Jobs or environmental risks?

That’s the either/or way in which Cuadrilla Resources’ shale gas discovery in Lancashire was being depicted by media in the UK, according to Benny Peiser, Director of the UK’s Global Warming Policy Foundation, who spoke at the European Unconventional Gas Summit in Krakow, Poland.

Mr. Peiser himself was actually interviewed as part of the BBC coverage that he showed to delegates at the conference.

The newscaster called the shale gas find the “best news northwest has had for 30 years,” yet the report showed a mix of skepticism and excitement, including the ubiquitous Gasland footage of flaming taps. One pub regular in the area called the new gas source “pie in the sky.”

“The technology has a long track record,” Mr. Peiser told the news anchor of hydraulic fracturing. “A Parliamentary committee has looked at risk and said it was very small indeed. This is a huge potential boost to the economy in the Northwest. People have to balance their concerns, read up and educate themselves on the technology to know that the potential risk is very small.”

At the end of the TV report, he pointed out that it was half the emissions of coal and cheap gas would reduce electricity and gas prices right away.

Of the UK shale gas he told the audience in Krakow: “We have a situation with a huge find and it is typical for areas, like there in the UK, to go for it. Will the UK coalition give the green light to shale?”
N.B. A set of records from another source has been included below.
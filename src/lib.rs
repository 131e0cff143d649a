// ============================================================================
// MEDIBOOK - Healthcare appointment booking SPA (pure Rust + WASM)
// ============================================================================
// Strict MVVM:
// - Views: functions that render DOM (no business logic)
// - ViewModels: per-flow logic + validation
// - Services: API/storage I/O only
// - State: Rc<RefCell> containers with subscriber notifications
// - Models: serde structs mirroring the backend wire format
// ============================================================================

pub mod app;
pub mod dom;
pub mod models;
pub mod router;
pub mod services;
pub mod state;
pub mod utils;
pub mod viewmodels;
pub mod views;

use std::cell::RefCell;

use wasm_bindgen::closure::Closure;
use wasm_bindgen::prelude::*;
use wasm_bindgen::JsCast;
use wasm_logger::Config;

use crate::app::{current_location_route, App};
use crate::views::shared::render_toast;

// Global App instance; re-renders go through rerender_app()
thread_local! {
    static APP: RefCell<Option<App>> = RefCell::new(None);
}

#[wasm_bindgen(start)]
pub fn main() -> Result<(), JsValue> {
    console_error_panic_hook::set_once();
    wasm_logger::init(Config::default());
    log::info!("🏥 MediBook starting up");

    let mut app = App::new()?;
    let state = app.state();

    // Route/session changes re-render the whole tree ...
    state.subscribe_to_changes(rerender_app);
    // ... toasts only touch the persistent overlay
    {
        let toast_state = state.clone();
        state.subscribe_to_toasts(move || render_toast(&toast_state));
    }

    app.render()?;
    APP.with(|cell| {
        *cell.borrow_mut() = Some(app);
    });

    // Global hashchange listener. Registered exactly once here; registering
    // it per render would accumulate handlers.
    if let Some(window) = web_sys::window() {
        let state = state.clone();
        let closure = Closure::wrap(Box::new(move |_event: web_sys::Event| {
            if let Some(route) = current_location_route() {
                if route != state.route() {
                    state.navigate(route);
                }
            }
        }) as Box<dyn FnMut(web_sys::Event)>);
        window
            .add_event_listener_with_callback("hashchange", closure.as_ref().unchecked_ref())?;
        // forget() keeps the closure alive for the lifetime of the page
        closure.forget();
    }

    Ok(())
}

/// Re-render the mounted app (full render).
pub fn rerender_app() {
    APP.with(|cell| {
        if let Some(ref mut app) = *cell.borrow_mut() {
            if let Err(err) = app.render() {
                log::error!("❌ Render failed: {:?}", err);
            }
        } else {
            log::warn!("⚠️ rerender_app called before the app was initialized");
        }
    });
}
He pondered why there was so much opposition to an energy source that was comparatively clean.

“We have to put shale in the context of other energy sources in order to convey a comparative analysis of the environmental impact,” explained Peiser. “People forget the environmental costs of coal mining or oil exploration; nuclear also has its own risks.”

Renewable forms of energy also had an impact, he pointed out, like the pollution by solar panel manufacturers in China or what windmills do to a landscape and to birds.

“We must balance the pros and cons, the costs and benefits. Natural gas must undergo this to understand that it is a form of energy that falls in the low risk category,” he said.

According to Mr. Peiser, there were surprising issues surrounding natural gas.

He said, “The environmentalists supported it initially and were all in favor, because they saw natural gas as a bridge fuel to a low carbon economy. The pragmatic argument was that natural gas could solve a lot of problems, and it was a natural evolution of the overall trend of decarbonization of the global economy.”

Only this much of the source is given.